UNITED STATES
SECURITIES AND EXCHANGE COMMISSION
Washington, D.C. 20549
SCHEDULE 13D
Under the Securities Exchange Act of 1934
(Amendment No. 2)*
R.G. Barry Corporation
(Name of Issuer)
Common Stock, par value $1 per share
(Title of Class of Securities)
068798107
(CUSIP Number)
Mill Road Capital II, L.P.
Attn: Thomas E. Lynch
382 Greenwich Avenue
Suite One
Greenwich, CT 06830
203-987-3500
With a copy to:
Peter M. Rosenblum, Esq.
Foley Hoag LLP
155 Seaport Blvd.
Boston, MA 02210
617-832-1151
(Name, Address and Telephone Number of Person Authorized to Receive Notices and Communications)
September 11, 2013
(Date of Event Which Requires Filing of This Statement)

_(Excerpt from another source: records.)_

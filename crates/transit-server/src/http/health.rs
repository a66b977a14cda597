//! `/health` endpoint.

use std::time::Instant;

use serde::Serialize;
use transit_relay::RelayStats;

/// Health check response body.
#[derive(Debug, Clone, Serialize)]
pub struct HealthResponse {
    /// `"ok"` while the relay worker runs, `"degraded"` otherwise.
    pub status: String,
    /// Seconds since the server started.
    pub uptime_secs: u64,
    /// Current `WebSocket` connection count.
    pub connections: usize,
    /// Operators currently sharing a location.
    pub active_sessions: usize,
    /// Routes with at least one broadcasting vehicle.
    pub active_routes: usize,
}

/// Build a health response from live counters. `stats` is `None` when the
/// relay worker could not be reached.
pub fn health_check(
    start_time: Instant,
    connections: usize,
    stats: Option<RelayStats>,
) -> HealthResponse {
    let status = if stats.is_some() { "ok" } else { "degraded" };
    let stats = stats.unwrap_or_default();
    HealthResponse {
        status: status.into(),
        uptime_secs: start_time.elapsed().as_secs(),
        connections,
        active_sessions: stats.active_sessions,
        active_routes: stats.active_routes,
    }
}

If the filing person has previously filed a statement on Schedule 13G to report the acquisition that is the subject of this Schedule 13D, and is filing this schedule because of §§240.13d-1(e), 240.13d-1(f) or 240.13d-1(g), check the following box. ¨
Note: Schedules filed in paper format shall include a signed original and five copies of the schedule, including all exhibits. See §240.13d-7 for other parties to whom copies are sent.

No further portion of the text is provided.